DATA EXTRACTS START

// SPDX-License-Identifier: MIT
// Copyright (c) 2026 Alfred Jean LLC

//! Runtime configuration management.
//!
//! Configuration is stored in `<state dir>/config.toml` (or the file named by
//! `FLOORSYNC_CONFIG`) and includes:
//! - `[api]`: where the REST executors send queued actions
//! - `[realtime]`: the push channel endpoint and reconnect schedule
//! - `[sync]`: retry budget and polling intervals
//! - `[session]`: tenant and user the queued actions are tagged with
//!
//! A missing file means every default applies. The bearer credential is
//! never read from this file; it comes from `FLOORSYNC_TOKEN`.

use serde::{Deserialize, Serialize};
use std::fs;
use std::path::{Path, PathBuf};
use std::time::Duration;

use crate::error::{Error, Result};

const CONFIG_FILE_NAME: &str = "config.toml";
const DB_FILE_NAME: &str = "floorsync.db";

/// Runtime configuration loaded from `config.toml`.
#[derive(Debug, Clone, Default, PartialEq, Serialize, Deserialize)]
pub struct Config {
    #[serde(default)]
    pub api: ApiConfig,
    #[serde(default)]
    pub realtime: RealtimeConfig,
    #[serde(default)]
    pub sync: SyncSettings,
    #[serde(default)]
    pub session: SessionConfig,
}

/// REST endpoint used by the action executors.
#[derive(Debug, Clone, PartialEq, Serialize, Deserialize)]
pub struct ApiConfig {
    /// Base URL; executor paths are appended to it.
    #[serde(default = "default_api_base_url")]
    pub base_url: String,
    /// Per-request timeout in seconds (default: 15).
    #[serde(default = "default_request_timeout_secs")]
    pub request_timeout_secs: u64,
}

/// Real-time push channel settings.
#[derive(Debug, Clone, PartialEq, Serialize, Deserialize)]
pub struct RealtimeConfig {
    /// WebSocket URL of the push hub.
    #[serde(default = "default_realtime_url")]
    pub url: String,
    /// Delay before each reconnect attempt in milliseconds.
    /// The last entry repeats for every later attempt.
    #[serde(default = "default_reconnect_delays_ms")]
    pub reconnect_delays_ms: Vec<u64>,
}

/// Offline queue settings.
#[derive(Debug, Clone, PartialEq, Serialize, Deserialize)]
pub struct SyncSettings {
    /// Failed attempts allowed before an action is evicted (default: 3).
    #[serde(default = "default_max_retries")]
    pub max_retries: u32,
    /// Seconds between re-checks of a non-empty queue while online
    /// (default: 30). 0 = only retry on connectivity changes.
    #[serde(default = "default_auto_retry_interval_secs")]
    pub auto_retry_interval_secs: u64,
    /// Seconds between reachability probes (default: 10).
    #[serde(default = "default_probe_interval_secs")]
    pub probe_interval_secs: u64,
}

/// The caller's session; stamped onto every queued action.
#[derive(Debug, Clone, PartialEq, Serialize, Deserialize)]
pub struct SessionConfig {
    #[serde(default = "default_tenant_id")]
    pub tenant_id: String,
    #[serde(default = "default_user_id")]
    pub user_id: String,
    /// Real-time group (e.g. department) to join after connecting.
    #[serde(default, skip_serializing_if = "Option::is_none")]
    pub group: Option<String>,
}

fn default_api_base_url() -> String {
    "http://localhost:8080/api".to_string()
}

fn default_request_timeout_secs() -> u64 {
    15
}

fn default_realtime_url() -> String {
    "ws://localhost:7891/hub".to_string()
}

fn default_reconnect_delays_ms() -> Vec<u64> {
    vec![0, 2_000, 5_000, 10_000, 30_000]
}

fn default_max_retries() -> u32 {
    3
}

fn default_auto_retry_interval_secs() -> u64 {
    30
}

fn default_probe_interval_secs() -> u64 {
    10
}

fn default_tenant_id() -> String {
    "default".to_string()
}

fn default_user_id() -> String {
    "local".to_string()
}

impl Default for ApiConfig {
    fn default() -> Self {
        ApiConfig {
            base_url: default_api_base_url(),
            request_timeout_secs: default_request_timeout_secs(),
        }
    }
}

impl Default for RealtimeConfig {
    fn default() -> Self {
        RealtimeConfig {
            url: default_realtime_url(),
            reconnect_delays_ms: default_reconnect_delays_ms(),
        }
    }
}

impl Default for SyncSettings {
    fn default() -> Self {
        SyncSettings {
            max_retries: default_max_retries(),
            auto_retry_interval_secs: default_auto_retry_interval_secs(),
            probe_interval_secs: default_probe_interval_secs(),
        }
    }
}

impl Default for SessionConfig {
    fn default() -> Self {
        SessionConfig {
            tenant_id: default_tenant_id(),
            user_id: default_user_id(),
            group: None,
        }
    }
}

impl RealtimeConfig {
    /// Reconnect schedule as durations.
    pub fn reconnect_delays(&self) -> Vec<Duration> {
        self.reconnect_delays_ms
            .iter()
            .map(|ms| Duration::from_millis(*ms))
            .collect()
    }

    /// Validates that the URL is a WebSocket URL.
    ///
    /// Returns an error message if the URL is invalid.
    pub fn validate_url(&self) -> Option<String> {
        if self.url.starts_with("ws://") || self.url.starts_with("wss://") {
            return None;
        }
        Some(format!(
            "invalid realtime URL '{}': must be ws:// or wss://",
            self.url
        ))
    }
}

impl SyncSettings {
    /// Periodic re-check interval, `None` when disabled.
    pub fn auto_retry_interval(&self) -> Option<Duration> {
        (self.auto_retry_interval_secs > 0)
            .then(|| Duration::from_secs(self.auto_retry_interval_secs))
    }

    pub fn probe_interval(&self) -> Duration {
        Duration::from_secs(self.probe_interval_secs.max(1))
    }
}

impl Config {
    /// Loads configuration from a file. A missing file yields defaults.
    pub fn load(path: &Path) -> Result<Self> {
        let content = match fs::read_to_string(path) {
            Ok(content) => content,
            Err(e) if e.kind() == std::io::ErrorKind::NotFound => {
                return Ok(Config::default());
            }
            Err(e) => return Err(Error::Config(format!("failed to read config: {}", e))),
        };
        let config: Config = toml::from_str(&content)
            .map_err(|e| Error::Config(format!("failed to parse config: {}", e)))?;
        config.validate()?;
        Ok(config)
    }

    /// Saves configuration to a file, creating the parent directory.
    pub fn save(&self, path: &Path) -> Result<()> {
        if let Some(parent) = path.parent() {
            if !parent.as_os_str().is_empty() {
                fs::create_dir_all(parent)?;
            }
        }
        let content = toml::to_string_pretty(self)
            .map_err(|e| Error::Config(format!("failed to serialize config: {}", e)))?;
        fs::write(path, content)?;
        Ok(())
    }

    /// Checks values that would otherwise fail later at runtime.
    pub fn validate(&self) -> Result<()> {
        if let Some(msg) = self.realtime.validate_url() {
            return Err(Error::Config(msg));
        }
        if self.session.tenant_id.trim().is_empty() || self.session.user_id.trim().is_empty() {
            return Err(Error::Config(
                "session tenant_id and user_id must not be empty".to_string(),
            ));
        }
        Ok(())
    }
}

/// Config file location for a state directory.
pub fn config_path(state_dir: &Path) -> PathBuf {
    crate::env::config_path_override().unwrap_or_else(|| state_dir.join(CONFIG_FILE_NAME))
}

/// Durable store location for a state directory.
pub fn db_path(state_dir: &Path) -> PathBuf {
    state_dir.join(DB_FILE_NAME)
}

#[cfg(test)]
#[path = "config_tests.rs"]
mod tests;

DATA EXTRACTS END

WORK TO BE COMPLETED →
Only the lines from the one containing "fs::create_dir_all(parent)?;" through the end of the entries above should be written out, exactly and in full.

WRITTEN ANSWER →
                fs::create_dir_all(parent)?;
            }
        }
        let content = toml::to_string_pretty(self)
            .map_err(|e| Error::Config(format!("failed to serialize config: {}", e)))?;
        fs::write(path, content)?;
        Ok(())
    }

    /// Checks values that would otherwise fail later at runtime.
    pub fn validate(&self) -> Result<()> {
        if let Some(msg) = self.realtime.validate_url() {
            return Err(Error::Config(msg));
        }
        if self.session.tenant_id.trim().is_empty() || self.session.user_id.trim().is_empty() {
            return Err(Error::Config(
                "session tenant_id and user_id must not be empty".to_string(),
            ));
        }
        Ok(())
    }
}

/// Config file location for a state directory.
pub fn config_path(state_dir: &Path) -> PathBuf {
    crate::env::config_path_override().unwrap_or_else(|| state_dir.join(CONFIG_FILE_NAME))
}

/// Durable store location for a state directory.
pub fn db_path(state_dir: &Path) -> PathBuf {
    state_dir.join(DB_FILE_NAME)
}

#[cfg(test)]
#[path = "config_tests.rs"]
mod tests;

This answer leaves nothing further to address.